Why I’m Self-Isolating

I wrote this on March 19. I’m shocked and alarmed at how the statistics have exploded since then. If you read nothing else about the Covid-19 virus today, at least read these two articles to their conclusions:



Otherwise, you may find the following information not just helpful, but also (literally) life-saving:

You all know that I write, so you also know that I read — a lot. I’ve been a bit obsessed about our current health crisis because I need to know what’s going on in the communities where my beloveds live. I’m also trying to track how the rest of the world is managing its pandemic so that I can plot a potential trajectory for the US. Mostly, I want to know what the disease looks like, why it’s so different from the flu, and why it poses such an immense threat to everyone on the planet, regardless of their location.

So the two sources above give you two perspectives of this disease. One is the imagined story (based on what is known about Covid-19 so far) about a person who contracts the disease. The benign manner by which she obtains the infection is a HUGE lesson to me about how to behave in public (assuming I choose to go out — which I’m not, except in very limited circumstance.)

The other is an analysis of what’s happened in the world so far and how the disease has been handled in China (pretty good), Italy (not so good), and Iran (terribly). The charts are fascinating and terrifying. They demonstrate clearly why any community that is not severely limiting social interactions already will have its health care system overwhelmed within weeks. The problem with not restricting movement is that it allows the spread of the disease and there are not enough medical supplies available to reach every victim. Doctors in other countries are having to determine who gets access to life-saving equipment and who doesn’t. Those who don’t will most likely die. And no, the US doesn’t have enough either, and no, it can’t manufacture the volume needed within the month or so FROM NOW when the disease is estimated to reach its peak.
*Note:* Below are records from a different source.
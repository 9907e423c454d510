//! Decora Configuration System
//!
//! TOML-based configuration with environment variable override support.

use serde::{Deserialize, Serialize};
use std::collections::BTreeMap;
use std::path::Path;
use thiserror::Error;

mod loader;

pub use loader::ConfigLoader;

/// Configuration error types
#[derive(Error, Debug)]
pub enum ConfigError {
    #[error("Failed to read config file: {0}")]
    ReadError(#[from] std::io::Error),

    #[error("Failed to parse TOML: {0}")]
    ParseError(#[from] toml::de::Error),

    #[error("Invalid configuration: {0}")]
    ValidationError(String),
}

/// Root application configuration
#[derive(Debug, Clone, Serialize, Deserialize)]
#[serde(default)]
pub struct AppConfig {
    pub http: HttpConfig,
    pub mongodb: MongoConfig,
    pub store: StoreConfig,
    pub auth: AuthConfig,
    pub payment: PaymentConfig,

    /// Seed development data on startup
    pub dev_mode: bool,
}

impl Default for AppConfig {
    fn default() -> Self {
        Self {
            http: HttpConfig::default(),
            mongodb: MongoConfig::default(),
            store: StoreConfig::default(),
            auth: AuthConfig::default(),
            payment: PaymentConfig::default(),
            dev_mode: false,
        }
    }
}

/// HTTP server configuration
#[derive(Debug, Clone, Serialize, Deserialize)]
#[serde(default)]
pub struct HttpConfig {
    pub port: u16,
    pub host: String,
    /// Allowed browser origins; `"*"` allows any origin
    pub cors_origins: Vec<String>,
}

impl Default for HttpConfig {
    fn default() -> Self {
        Self {
            port: 3000,
            host: "0.0.0.0".to_string(),
            cors_origins: vec![
                "http://localhost:5173".to_string(),
                "http://localhost:5174".to_string(),
            ],
        }
    }
}

/// MongoDB configuration
#[derive(Debug, Clone, Serialize, Deserialize)]
#[serde(default)]
pub struct MongoConfig {
    pub uri: String,
    pub database: String,
}

impl Default for MongoConfig {
    fn default() -> Self {
        Self {
            uri: "mongodb://localhost:27017".to_string(),
            database: "decorationDB".to_string(),
        }
    }
}

/// Storage backend for the entity collections
#[derive(Debug, Clone, Copy, PartialEq, Eq, Serialize, Deserialize)]
#[serde(rename_all = "lowercase")]
pub enum StoreBackend {
    Mongodb,
    /// Process-local collections, lost on restart
    Memory,
}

impl std::str::FromStr for StoreBackend {
    type Err = ConfigError;

    fn from_str(s: &str) -> Result<Self, Self::Err> {
        match s.trim().to_lowercase().as_str() {
            "mongodb" | "mongo" => Ok(Self::Mongodb),
            "memory" => Ok(Self::Memory),
            other => Err(ConfigError::ValidationError(format!("Unknown store backend: {}", other))),
        }
    }
}

#[derive(Debug, Clone, Serialize, Deserialize)]
#[serde(default)]
pub struct StoreConfig {
    pub backend: StoreBackend,
}

impl Default for StoreConfig {
    fn default() -> Self {
        Self { backend: StoreBackend::Mongodb }
    }
}

/// Identity provider used to verify bearer tokens
#[derive(Debug, Clone, Copy, PartialEq, Eq, Serialize, Deserialize)]
#[serde(rename_all = "lowercase")]
pub enum AuthProvider {
    /// Firebase Authentication ID tokens
    Firebase,
    /// Fixed token to email table, for development
    Static,
}

impl std::str::FromStr for AuthProvider {
    type Err = ConfigError;

    fn from_str(s: &str) -> Result<Self, Self::Err> {
        match s.trim().to_lowercase().as_str() {
            "firebase" => Ok(Self::Firebase),
            "static" => Ok(Self::Static),
            other => Err(ConfigError::ValidationError(format!("Unknown auth provider: {}", other))),
        }
    }
}

/// Token verification configuration
#[derive(Debug, Clone, Serialize, Deserialize)]
#[serde(default)]
pub struct AuthConfig {
    pub provider: AuthProvider,
    /// Firebase project id; expected issuer suffix and audience
    pub firebase_project_id: String,
    /// Base64 encoded service account JSON; `project_id` is read from it
    /// when `firebase_project_id` is empty
    pub service_account_key: String,
    /// JWKS endpoint for the securetoken signing keys
    pub jwks_url: String,
    pub jwks_cache_ttl_secs: u64,
    /// token -> email, only used by the static provider
    pub static_tokens: BTreeMap<String, String>,
}

impl Default for AuthConfig {
    fn default() -> Self {
        Self {
            provider: AuthProvider::Firebase,
            firebase_project_id: String::new(),
            service_account_key: String::new(),
            jwks_url: "https://www.googleapis.com/service_accounts/v1/jwk/securetoken@system.gserviceaccount.com"
                .to_string(),
            jwks_cache_ttl_secs: 3600,
            static_tokens: BTreeMap::new(),
        }
    }
}

/// Payment processor selection
#[derive(Debug, Clone, Copy, PartialEq, Eq, Serialize, Deserialize)]
#[serde(rename_all = "lowercase")]
pub enum PaymentProvider {
    Stripe,
    /// In-process checkout sessions, for development
    Simulated,
}

impl std::str::FromStr for PaymentProvider {
    type Err = ConfigError;

    fn from_str(s: &str) -> Result<Self, Self::Err> {
        match s.trim().to_lowercase().as_str() {
            "stripe" => Ok(Self::Stripe),
            "simulated" => Ok(Self::Simulated),
            other => Err(ConfigError::ValidationError(format!("Unknown payment provider: {}", other))),
        }
    }
}

/// Checkout configuration
#[derive(Debug, Clone, Serialize, Deserialize)]
#[serde(default)]
pub struct PaymentConfig {
    pub provider: PaymentProvider,
    pub secret_key: String,
    pub api_base: String,
    /// ISO currency code, lowercase
    pub currency: String,
    /// Frontend origin used to build success and cancel URLs
    pub client_domain: String,
    pub timeout_secs: u64,
}

impl Default for PaymentConfig {
    fn default() -> Self {
        Self {
            provider: PaymentProvider::Stripe,
            secret_key: String::new(),
            api_base: "https://api.stripe.com".to_string(),
            currency: "usd".to_string(),
            client_domain: "http://localhost:5173".to_string(),
            timeout_secs: 30,
        }
    }
}

impl AppConfig {
    /// Load configuration from a TOML file
    pub fn from_file<P: AsRef<Path>>(path: P) -> Result<Self, ConfigError> {
        let content = std::fs::read_to_string(path)?;
        Self::from_toml_str(&content)
    }

    pub fn from_toml_str(content: &str) -> Result<Self, ConfigError> {
        let config: AppConfig = toml::from_str(content)?;
        Ok(config)
    }

    /// Load configuration with environment variable override
    pub fn load() -> Result<Self, ConfigError> {
        ConfigLoader::new().load()
    }

    /// Reject settings the server cannot start with
    pub fn validate(&self) -> Result<(), ConfigError> {
        if self.http.port == 0 {
            return Err(ConfigError::ValidationError("http.port must be non-zero".into()));
        }
        if self.store.backend == StoreBackend::Mongodb {
            if self.mongodb.uri.trim().is_empty() {
                return Err(ConfigError::ValidationError("mongodb.uri is required".into()));
            }
            if self.mongodb.database.trim().is_empty() {
                return Err(ConfigError::ValidationError("mongodb.database is required".into()));
            }
        }
        if self.auth.provider == AuthProvider::Firebase
            && self.auth.firebase_project_id.trim().is_empty()
            && self.auth.service_account_key.trim().is_empty()
        {
            return Err(ConfigError::ValidationError(
                "auth.firebase_project_id or auth.service_account_key is required for the firebase provider".into(),
            ));
        }
        if self.payment.provider == PaymentProvider::Stripe && self.payment.secret_key.trim().is_empty() {
            return Err(ConfigError::ValidationError(
                "payment.secret_key is required for the stripe provider".into(),
            ));
        }
        if self.payment.currency.trim().len() != 3 {
            return Err(ConfigError::ValidationError(format!(
                "payment.currency must be a 3-letter code, got '{}'",
                self.payment.currency
            )));
        }
        Ok(())
    }

    /// Generate an example TOML configuration
    pub fn example_toml() -> String {
        r#"# Decora Configuration
# Environment variables override these settings

dev_mode = false

[http]
port = 3000
host = "0.0.0.0"
cors_origins = ["http://localhost:5173"]

[mongodb]
uri = "mongodb://localhost:27017"
database = "decorationDB"

[store]
backend = "mongodb"

[auth]
provider = "firebase"
firebase_project_id = "my-project"

[payment]
provider = "stripe"
secret_key = "sk_test_..."
currency = "usd"
client_domain = "http://localhost:5173"
"#
        .to_string()
    }
}

#[cfg(test)]
mod tests {
    use super::*;

    #[test]
    fn test_defaults() {
        let config = AppConfig::default();
        assert_eq!(config.http.port, 3000);
        assert_eq!(config.mongodb.database, "decorationDB");
        assert_eq!(config.store.backend, StoreBackend::Mongodb);
        assert_eq!(config.payment.currency, "usd");
        assert!(!config.dev_mode);
    }

    #[test]
    fn test_example_toml_parses_and_validates() {
        let config = AppConfig::from_toml_str(&AppConfig::example_toml()).unwrap();
        assert_eq!(config.auth.firebase_project_id, "my-project");
        assert!(config.validate().is_ok());
    }

    #[test]
    fn test_partial_toml_keeps_defaults() {
        let config = AppConfig::from_toml_str("[http]\nport = 9000\n").unwrap();
        assert_eq!(config.http.port, 9000);
        assert_eq!(config.http.host, "0.0.0.0");
        assert_eq!(config.mongodb.database, "decorationDB");
    }

    #[test]
    fn test_static_tokens_table() {
        let config = AppConfig::from_toml_str(
            "[auth]\nprovider = \"static\"\n[auth.static_tokens]\nadmin-token = \"admin@example.com\"\n",
        )
        .unwrap();
        assert_eq!(config.auth.provider, AuthProvider::Static);
        assert_eq!(
            config.auth.static_tokens.get("admin-token").map(String::as_str),
            Some("admin@example.com")
        );
    }

    #[test]
    fn test_validation_requires_payment_key_for_stripe() {
        let mut config = AppConfig::default();
        config.auth.firebase_project_id = "p".into();
        assert!(matches!(config.validate(), Err(ConfigError::ValidationError(_))));

        config.payment.provider = PaymentProvider::Simulated;
        assert!(config.validate().is_ok());
    }

    #[test]
    fn test_validation_skips_mongo_for_memory_backend() {
        let mut config = AppConfig::default();
        config.auth.provider = AuthProvider::Static;
        config.payment.provider = PaymentProvider::Simulated;
        config.mongodb.database = String::new();
        assert!(config.validate().is_err());

        config.store.backend = StoreBackend::Memory;
        assert!(config.validate().is_ok());
    }

    #[test]
    fn test_provider_parsing() {
        assert_eq!("Mongo".parse::<StoreBackend>().unwrap(), StoreBackend::Mongodb);
        assert_eq!("memory".parse::<StoreBackend>().unwrap(), StoreBackend::Memory);
        assert!("redis".parse::<StoreBackend>().is_err());
        assert_eq!("STRIPE".parse::<PaymentProvider>().unwrap(), PaymentProvider::Stripe);
        assert_eq!("static".parse::<AuthProvider>().unwrap(), AuthProvider::Static);
    }
}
I’m also looking to see which abatement strategies have been successful.


Did great by locking down the 11 million people in Wuhan and its province. They also prohibited travel and contained the virus to the smallest community possible. They are now reporting no new, community-based cases (not the same as travel-related cases), which is a huge success and a sign of hope for us.


It was slow to recognize the threat, and infected-but-asymptomatic people were carrying the virus far and wide. When it woke up to the disaster, it initially quarantined 16 million in the north in early March, then realized their problem was more significant than they realized, so now the WHOLE COUNTRY is in lockdown. Between March 13 and March 18, the number of confirmed infections rose from ~15,000 to 31,506 — IN FIVE DAYS. its total death count is over 2500. (It’s over 35,000 today.)

Iran — worst-case scenario

As of today, the disease is killing one person EVERY TEN MINUTES. Every HOUR 50 people more people are infected. The disaster is unfolding the way it is because Iran’s leaders (many of whom have been killed by or are suffering from the disease) lied to their public about its presence and threat. There are a reported 16,000 confirmed cases, but the number of actual cases is probably in the tens of thousands. Two days ago, the Iranian media predicted a possible FOUR MILLION deaths if people don’t (finally) heed warnings and stay away from each other.

In the US:

Mayo Clinic suggests the worst-case scenario (like Iran’s) could mean 40 to 70% of the country could become infected (between 132 and 231 million people), partly because it MUTATES ABOUT EVERY OTHER WEEK. They don’t know if the mutations make it less or more deadly. An effective vaccine won’t be reasonably available for at least a year.

The challenges in the US are many. Reports that it is a hoax prevented the real message of the disease from getting out in a timely way; millions were duped into believing that there was no concern even while the virus was spreading through their communities. Many still do not understand or believe that the threat is real, so they continue to expose themselves to risks and to pose infection risks to others. At least five college students who were partying in Florida for Spring Break last week have tested positive for the disease.

Lack of planning time means most communities don’t have the medical services available to treat infections, so they will be overwhelmed very quickly. Confirmed cases coming after the overwhelm has set in won’t get the treatment they need (if they get any at all), which will lead to deaths that could have bee prevented if people had just stayed home.

Not enough people are looking to the CDC or the WHO for information. The White House is not a trustworthy source. If that’s where you get your info, at least PLEASE seek out a health-based source as well, such as the CDC or WHO.

PLEASE understand that this is NOT a political concern. The reality is that you can pick up the virus anywhere from anything or anyone, and you won’t know you have it for at least a few days. That gives you time to infect everyone you come in contact with over that space of time. You may recover, but they may not. And the people they infect may succumb while they, themselves, recover. You just don’t know. So err on the side of ultra-caution — stay home.